Via lo stress, se impari a respirare bene

Le tecniche che insegnano a usare correttamente i polmoni aiutano a tenere lontane ansie e tensioni Respiro uguale salute. Tutto vero, anche se troppi di noi sembrano dimenticarlo a colpi di sigarette, sigari o pipe. Ma stare lontani dalle sigarette (come dal fumo passivo e dallo smog) non basta: bisogna imparare a respirare correttamente. Magari con tecniche specifiche capaci di insegnarci un nuovo modo di usare i polmoni. Ce ne sono tantissime, noi ve indichiamo tre delle più diffuse.


 


Il Rebirthing
Partiamo da un presupposto: non esiste un unico modo per respirare bene, ciascuno deve trovare il suo ritmo ideale. Secondo la disciplina del “rebirthing” (che in inglese significa “tornare a nascere”), respirare è anche un modo per rivivere e sbloccare le emozioni, una sorta di psicoterapia accelerata: davanti alle cattive situazioni tendiamo a irrigidirci e a respirare male, dopo una seduta di rebirthing si è più tranquilli e si respira meglio. Non a caso è indicato per affrontare attacchi di panico, stati di insicurezza e squilibri psicosomatici (ad esempio, mal di testa e gastrite).

Il Buteyko
In questo caso il dato di partenza è un altro: non è importante quanto ossigeno viene introdotto nell'organismo, ma quanto ne viene assorbito da cellule e tessuti. Affinché l'ossigeno passi dal sangue alle cellule è necessario che ci sia una certa percentuale di anidride carbonica nei tessuti. Quando si respira troppo, si espelle troppo Co2 e l'ossigeno gira a vuoto nell'organismo. E allora? Bisogna allenarsi, con l'aiuto di un esperto, ad aspettare 40-50 secondi tra un respiro e l'altro. In genere una persona normale inspira di nuovo dopo 10-20 secondi, un asmatico invece dopo 5-6 secondi. I risultati sono ottimi, specie per chi soffre d'asma.

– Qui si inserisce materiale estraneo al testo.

//! casebook: import Markdown test case documents into a local store and track
//! test results across re-imports.

mod commands;
mod config;
mod log_bridge;

use std::path::PathBuf;
use std::process::ExitCode;

use casebook_core::types::TestStatus;
use clap::{Parser, Subcommand};

#[derive(Parser, Debug)]
#[command(name = "casebook")]
#[command(version)]
#[command(
    about = "casebook - Markdown test case documents with tracked results",
    long_about = None
)]
pub struct Cli {
    #[command(subcommand)]
    pub command: Commands,

    /// Path to the configuration file. Also via `CASEBOOK_CONFIG`.
    #[arg(long, global = true, value_name = "FILE", env = "CASEBOOK_CONFIG")]
    pub config: Option<PathBuf>,

    /// Store file (overrides `storePath` from the config). Also via `CASEBOOK_STORE`.
    #[arg(long, global = true, value_name = "FILE", env = "CASEBOOK_STORE")]
    pub store: Option<PathBuf>,

    /// Log at debug level (`RUST_LOG` still takes precedence)
    #[arg(short = 'v', long, global = true)]
    pub verbose: bool,

    /// Do not copy log output to the log file
    #[arg(long = "no-log-file", global = true)]
    pub no_log_file: bool,
}

#[derive(Subcommand, Debug)]
pub enum Commands {
    /// Parse a document and print the result as JSON without importing it
    Parse {
        file: PathBuf,
        /// Single-line JSON
        #[arg(long)]
        compact: bool,
    },

    /// Import a document, keeping results of test cases that already exist
    Import {
        file: PathBuf,
        /// Import into this page id
        #[arg(long)]
        page_id: Option<String>,
        /// Page identifier such as `LoginPage` (default: derived from the path)
        #[arg(long)]
        page_name: Option<String>,
        /// Display name for a new page (default: the document's `# ` heading)
        #[arg(long)]
        display_name: Option<String>,
    },

    /// List test cases with their ids
    Cases {
        #[arg(long)]
        page_id: Option<String>,
        /// Only cases with this status
        #[arg(long)]
        status: Option<TestStatus>,
    },

    /// Record a test result
    Status {
        /// Test case id
        id: String,
        /// pending, failed or passed
        status: TestStatus,
        #[arg(long)]
        notes: Option<String>,
    },

    /// Show pass/fail counts
    Stats {
        #[arg(long)]
        page_id: Option<String>,
    },

    /// List pages
    Pages,

    /// Delete a page with its categories and test cases
    #[command(alias = "rm")]
    DeletePage { page_id: String },

    /// Write a JSON backup of the whole store
    Export {
        /// Output file (default: test-cases-backup-YYYY-MM-DD.json)
        path: Option<PathBuf>,
    },

    /// Replace the store with a JSON backup
    Restore { path: PathBuf },
}

#[tokio::main]
async fn main() -> ExitCode {
    let cli = Cli::parse();

    let log_file = (!cli.no_log_file).then(log_bridge::default_log_path);
    let default_filter = if cli.verbose { "debug" } else { "warn" };
    if let Err(e) = log_bridge::init(default_filter, log_file) {
        log_bridge::write_fallback_line(&format!("failed to initialize logger: {}", e));
    }

    match commands::run(cli).await {
        Ok(code) => code,
        Err(e) => {
            log::error!("[casebook.cli] {:#}", e);
            eprintln!("Error: {:#}", e);
            ExitCode::FAILURE
        }
    }
}
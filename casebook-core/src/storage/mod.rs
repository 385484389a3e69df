pub mod local;

use crate::config::ParserConfig;
use crate::import::ImportRequest;
use crate::parser::parse_markdown_test_cases_with;
use crate::snapshot::SnapshotError;
use crate::types::{Collection, PageSummary, ParsedTestCase, Statistics, TestCase, TestStatus};

/// Result of importing a document into storage.
#[derive(Debug, Clone, PartialEq, Eq)]
pub enum ImportReport {
    /// The document contained no test case headings. Nothing was written.
    NothingFound,
    Imported {
        created: usize,
        updated: usize,
        page_id: String,
        page_created: bool,
    },
}

/// Abstract storage trait for the test case collection.
/// Implementations: LocalStorage (JSON snapshot file).
pub trait CaseStorage: Send + Sync {
    /// List pages with per-page statistics.
    fn list_pages(&self) -> Vec<PageSummary>;

    /// A copy of the whole collection.
    fn collection(&self) -> Collection;

    /// Test cases in collection order, optionally limited to one page and
    /// one status.
    fn test_cases(&self, page_id: Option<&str>, status: Option<TestStatus>) -> Vec<TestCase>;

    /// Reconcile parsed test cases into the collection and persist the result.
    fn import_parsed(
        &self,
        request: &ImportRequest,
        parsed: &[ParsedTestCase],
    ) -> Result<ImportReport, StorageError>;

    /// Record a test run. Notes are replaced only when given.
    fn update_test_case_status(
        &self,
        test_case_id: &str,
        status: TestStatus,
        notes: Option<String>,
    ) -> Result<TestCase, StorageError>;

    /// Delete a page with its categories and test cases.
    fn delete_page(&self, page_id: &str) -> Result<(), StorageError>;

    fn statistics(&self, page_id: Option<&str>) -> Statistics;

    /// Serialize the collection as a backup snapshot.
    fn export_snapshot(&self) -> Result<String, StorageError>;

    /// Replace the collection with a validated backup snapshot.
    fn restore_snapshot(&self, json: &str) -> Result<(), StorageError>;

    /// Parse a document and import its test cases in one step.
    fn import_markdown(
        &self,
        content: &str,
        request: &ImportRequest,
        config: &ParserConfig,
    ) -> Result<ImportReport, StorageError> {
        let parsed = parse_markdown_test_cases_with(content, config);
        self.import_parsed(request, &parsed.test_cases)
    }
}

#[derive(Debug, thiserror::Error)]
pub enum StorageError {
    #[error("Page not found: {0}")]
    PageNotFound(String),

    #[error("Test case not found: {0}")]
    TestCaseNotFound(String),

    #[error("Invalid snapshot: {0}")]
    Snapshot(#[from] SnapshotError),

    #[error("IO error: {0}")]
    Io(#[from] std::io::Error),
}
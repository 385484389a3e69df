/// Configuration for the casebook CLI.
/// Reads config.json from ~/.config/casebook/config.json (or platform equivalent).

use casebook_core::config::ParserConfig;
use serde::{Deserialize, Serialize};
use std::fs;
use std::path::{Path, PathBuf};

#[derive(Debug, Clone, Default, Serialize, Deserialize)]
#[serde(rename_all = "camelCase")]
pub struct CliConfig {
    /// Snapshot file holding all pages and test cases.
    #[serde(default)]
    pub store_path: Option<PathBuf>,
    #[serde(default)]
    pub parser: ParserConfig,
}

impl CliConfig {
    pub fn store_path(&self) -> PathBuf {
        self.store_path
            .clone()
            .unwrap_or_else(|| config_dir().join("store.json"))
    }
}

/// ~/.config/casebook
pub fn config_dir() -> PathBuf {
    dirs::config_dir()
        .unwrap_or_else(|| PathBuf::from("."))
        .join("casebook")
}

/// Default config path: ~/.config/casebook/config.json
pub fn default_config_path() -> PathBuf {
    config_dir().join("config.json")
}

/// Load config from path. Returns default if the file is missing or invalid.
pub fn load_config(path: &Path) -> CliConfig {
    match fs::read_to_string(path) {
        Ok(content) => serde_json::from_str(&content).unwrap_or_else(|e| {
            log::warn!("[casebook.config] Failed to parse config {}: {}", path.display(), e);
            CliConfig::default()
        }),
        Err(_) => {
            log::info!("[casebook.config] No config at {}, using defaults", path.display());
            CliConfig::default()
        }
    }
}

La medicina tradizionale cinese
L'esperienza millenaria della medicina cinese insegna che tutte le respirazioni partono da un buon controllo del muscolo diaframmatico: se si vuole imparare a respirare bene, è fondamentale riuscire a rilassare questa parte del corpo. Un esercizio facile è la cosiddetta respirazione a palloncino: si fa un grande respiro che spinga il diaframma verso il basso, gonfiando l'addome. Così facendo, si liberano le tensioni e si massaggiano i visceri, favorendo la circolazione e la digestione. è ideale per sconfiggere gli stati d'ansia.